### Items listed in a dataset
//! Montgomery arithmetic for odd moduli.
//!
//! Values in Montgomery form are represented as `a * R mod n`, with `R = 2^(LIMB_BITS * s)` and
//! `s` the number of limbs in `n`. All slices passed around here have exactly `s` limbs.

use super::add_impl::ct_sub_cond_mp_mp;
use super::cmp_impl::ct_geq_mp_mp;
use super::div_impl::tdivmod_mag;
use super::error::MpIntError;
use super::limb::{ct_add_l_l, ct_inv_mod_l, ct_mul_add_l_l_l_c, LimbChoice, LimbType};
use super::limbs_buffer::{find_last_set_bit_mp, test_bit_mp, LimbsBuffer};

#[cfg(test)]
use super::limb::LIMB_BITS;

/// Compute `-n0^-1 mod 2^LIMB_BITS` for an odd limb `n0`.
pub fn ct_montgomery_neg_n0_inv_mod_l(n0: LimbType) -> LimbType {
    debug_assert_eq!(n0 & 1, 1);
    let n0_inv_mod_l = ct_inv_mod_l(n0);
    (!n0_inv_mod_l).wrapping_add(1)
}

#[test]
fn test_ct_montgomery_neg_n0_inv_mod_l() {
    for n0 in 0 as LimbType..128 {
        let n0 = 2 * n0 + 1;
        for j in 0..2048 {
            const MERSENNE_PRIME_13: LimbType = 8191 as LimbType;
            let v = MERSENNE_PRIME_13.wrapping_mul((511 as LimbType).wrapping_mul(j));
            let n0 = n0.wrapping_add(v << 8);
            let neg_n0_inv = ct_montgomery_neg_n0_inv_mod_l(n0);
            assert_eq!(n0.wrapping_mul(neg_n0_inv), !0);
        }
    }
}

/// Single limb Montgomery reduction step.
///
/// Adds the multiple `m * n` of the modulus making the lowest limb vanish and hands out the
/// remaining limbs shifted down by one position.
pub struct CtMontgomeryRedcKernel {
    m: LimbType,
    carry: LimbType,
}

impl CtMontgomeryRedcKernel {
    pub fn start(t0_val: LimbType, n0_val: LimbType, neg_n0_inv_mod_l: LimbType) -> Self {
        let m = t0_val.wrapping_mul(neg_n0_inv_mod_l);
        let (carry, redced_t0_val) = ct_mul_add_l_l_l_c(t0_val, m, n0_val, 0);
        debug_assert_eq!(redced_t0_val, 0);
        Self { m, carry }
    }

    pub fn update(&mut self, t_val: LimbType, n_val: LimbType) -> LimbType {
        let redced_t_val;
        (self.carry, redced_t_val) = ct_mul_add_l_l_l_c(t_val, self.m, n_val, self.carry);
        redced_t_val
    }

    pub fn finish(self, t_val: LimbType) -> (LimbType, LimbType) {
        ct_add_l_l(t_val, self.carry)
    }
}

/// Montgomery multiplication, `result = op0 * op1 * R^-1 mod n`.
///
/// Both factors must be less than `n`.
pub fn ct_montgomery_mul_mod_mp_mp(
    result: &mut [LimbType],
    op0: &[LimbType],
    op1: &[LimbType],
    n: &[LimbType],
    neg_n0_inv_mod_l: LimbType,
) {
    // This is an implementation of the "Finely Integrated Operand Scanning (FIOS)
    // Method" approach to fused multiplication and Montgomery reduction, as
    // described in "Analyzing and Comparing Montgomery Multiplication
    // Algorithm", IEEE Micro, 16(3):26-33, June 1996.
    let n_nlimbs = n.len();
    debug_assert!(n_nlimbs > 0);
    debug_assert_eq!(result.len(), n_nlimbs);
    debug_assert_eq!(op0.len(), n_nlimbs);
    debug_assert_eq!(op1.len(), n_nlimbs);
    let n0_val = n[0];
    debug_assert_eq!(n0_val.wrapping_mul(neg_n0_inv_mod_l), !0);

    result.fill(0);
    let mut result_carry = 0;
    for op0_val in op0.iter() {
        debug_assert!(result_carry <= 1); // Loop invariant.
        let (mut op0_op1_add_carry, result_val) =
            ct_mul_add_l_l_l_c(result[0], *op0_val, op1[0], 0);
        let mut redc_kernel = CtMontgomeryRedcKernel::start(result_val, n0_val, neg_n0_inv_mod_l);

        for j in 1..n_nlimbs {
            let result_val;
            (op0_op1_add_carry, result_val) =
                ct_mul_add_l_l_l_c(result[j], *op0_val, op1[j], op0_op1_add_carry);
            result[j - 1] = redc_kernel.update(result_val, n[j]);
        }

        let (carry0, result_val) = ct_add_l_l(result_carry, op0_op1_add_carry);
        let (carry1, result_val) = redc_kernel.finish(result_val);
        result[n_nlimbs - 1] = result_val;
        result_carry = carry0 + carry1;
    }

    // The result is less than 2 * n, one conditional subtraction brings it into range.
    let needs_sub = LimbChoice::from(result_carry) | ct_geq_mp_mp(result, n);
    ct_sub_cond_mp_mp(result, n, needs_sub);
}

/// Conditional Montgomery multiplication.
///
/// Computes `result = op0 * op1 * R^-1 mod n` if `cond` is set and copies `op0` otherwise. The
/// multiplication is carried out in either case.
pub fn ct_montgomery_mul_mod_cond_mp_mp(
    result: &mut [LimbType],
    op0: &[LimbType],
    op1: &[LimbType],
    n: &[LimbType],
    neg_n0_inv_mod_l: LimbType,
    cond: LimbChoice,
) {
    ct_montgomery_mul_mod_mp_mp(result, op0, op1, n, neg_n0_inv_mod_l);
    for (result_val, op0_val) in result.iter_mut().zip(op0.iter()) {
        *result_val = cond.select(*op0_val, *result_val);
    }
}

/// Compute `op0 * R mod n` for an `op0 < n`.
pub fn to_montgomery_form_mp(op0: &[LimbType], n: &[LimbType]) -> Result<LimbsBuffer, MpIntError> {
    let n_nlimbs = n.len();
    let mut shifted = LimbsBuffer::try_with_nlimbs(n_nlimbs + op0.len())?;
    shifted.as_mut_slice()[n_nlimbs..].copy_from_slice(op0);
    shifted.normalize();
    let (_, mut r) = tdivmod_mag(shifted.as_slice(), n)?;
    r.try_resize(n_nlimbs)?;
    Ok(r)
}

/// Modular exponentiation for an odd modulus.
///
/// Computes `result = base^exp mod n`. The base must be less than `n` and padded to `n`'s
/// length, `n` must be normalized and greater than one. A zero exponent yields one.
pub fn ct_exp_mod_odd_mp_mp(
    result: &mut [LimbType],
    base: &[LimbType],
    exp: &[LimbType],
    n: &[LimbType],
) -> Result<(), MpIntError> {
    let n_nlimbs = n.len();
    debug_assert_eq!(n[0] & 1, 1);
    debug_assert_eq!(result.len(), n_nlimbs);
    debug_assert_eq!(base.len(), n_nlimbs);
    let neg_n0_inv_mod_l = ct_montgomery_neg_n0_inv_mod_l(n[0]);

    let mut one = LimbsBuffer::try_with_nlimbs(n_nlimbs)?;
    one.as_mut_slice()[0] = 1;
    let one_mg = to_montgomery_form_mp(one.as_slice(), n)?;
    let base_mg = to_montgomery_form_mp(base, n)?;
    let mut scratch = LimbsBuffer::try_with_nlimbs(n_nlimbs)?;

    result.copy_from_slice(one_mg.as_slice());
    let mut i = find_last_set_bit_mp(exp);
    while i > 0 {
        i -= 1;
        ct_montgomery_mul_mod_mp_mp(
            scratch.as_mut_slice(),
            result,
            result,
            n,
            neg_n0_inv_mod_l,
        );
        let bit = LimbChoice::from(test_bit_mp(exp, i) as LimbType);
        ct_montgomery_mul_mod_cond_mp_mp(
            result,
            scratch.as_slice(),
            base_mg.as_slice(),
            n,
            neg_n0_inv_mod_l,
            bit,
        );
    }

    // Convert back out of Montgomery form.
    scratch.as_mut_slice().copy_from_slice(result);
    ct_montgomery_mul_mod_mp_mp(
        result,
        scratch.as_slice(),
        one.as_slice(),
        n,
        neg_n0_inv_mod_l,
    );
    Ok(())
}

#[cfg(test)]
fn test_exp_mod_odd_one(base: u64, exp: u64, n: u64) {
    let mut expected: u128 = 1;
    let mut b = base as u128 % n as u128;
    let mut e = exp;
    while e != 0 {
        if e & 1 != 0 {
            expected = expected * b % n as u128;
        }
        b = b * b % n as u128;
        e >>= 1;
    }

    let n_mp = super::mpint::MpInt::from(n);
    let base_mp = super::mpint::MpInt::from(base % n);
    let exp_mp = super::mpint::MpInt::from(exp);
    let n_limbs = n_mp.limbs();
    let mut base_limbs = base_mp.limbs().to_vec();
    base_limbs.resize(n_limbs.len(), 0);
    let mut result = vec![0; n_limbs.len()];
    ct_exp_mod_odd_mp_mp(&mut result, &base_limbs, exp_mp.limbs(), n_limbs).unwrap();
    let result = super::mpint::MpInt::try_from_limbs(false, &result).unwrap();
    assert_eq!(result, super::mpint::MpInt::from(expected as u64));
}

#[test]
fn test_ct_exp_mod_odd_mp_mp() {
    test_exp_mod_odd_one(2, 10, 1001);
    test_exp_mod_odd_one(3, 0, 7);
    test_exp_mod_odd_one(0, 5, 7);
    test_exp_mod_odd_one(4, 6, 7);
    test_exp_mod_odd_one(123456789, 987654321, 1000000007);
    test_exp_mod_odd_one(!0 - 1, !0, !0);
    test_exp_mod_odd_one(0x1234_5678_9abc_def0, 0xfedc_ba98, 0xffff_ffff_ffff_ffc5);
}

#[test]
fn test_ct_montgomery_mul_mod_mp_mp() {
    // Modulus 2^(2 * LIMB_BITS) - 1 spans two limbs. Its R is 2^(2 * LIMB_BITS) == 1 mod n,
    // so Montgomery multiplication coincides with plain modular multiplication.
    let n = [!0, !0];
    let neg_n0_inv_mod_l = ct_montgomery_neg_n0_inv_mod_l(n[0]);
    let op0 = [2, 0];
    let op1 = [0, 1 << (LIMB_BITS - 1)];
    let mut result = [0; 2];
    ct_montgomery_mul_mod_mp_mp(&mut result, &op0, &op1, &n, neg_n0_inv_mod_l);
    // 2 * 2^(2 * LIMB_BITS - 1) == 2^(2 * LIMB_BITS) == 1.
    assert_eq!(result, [1, 0]);

    ct_montgomery_mul_mod_cond_mp_mp(
        &mut result,
        &op0,
        &op1,
        &n,
        neg_n0_inv_mod_l,
        LimbChoice::from(0),
    );
    assert_eq!(result, op0);
}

### Assignment
Which lines of the data hold the string "super"? Return each of them.

### Reply
use super::add_impl::ct_sub_cond_mp_mp;
use super::cmp_impl::ct_geq_mp_mp;
use super::div_impl::tdivmod_mag;
use super::error::MpIntError;
use super::limb::{ct_add_l_l, ct_inv_mod_l, ct_mul_add_l_l_l_c, LimbChoice, LimbType};
use super::limbs_buffer::{find_last_set_bit_mp, test_bit_mp, LimbsBuffer};
use super::limb::LIMB_BITS;
    let n_mp = super::mpint::MpInt::from(n);
    let base_mp = super::mpint::MpInt::from(base % n);
    let exp_mp = super::mpint::MpInt::from(exp);
    let result = super::mpint::MpInt::try_from_limbs(false, &result).unwrap();
    assert_eq!(result, super::mpint::MpInt::from(expected as u64));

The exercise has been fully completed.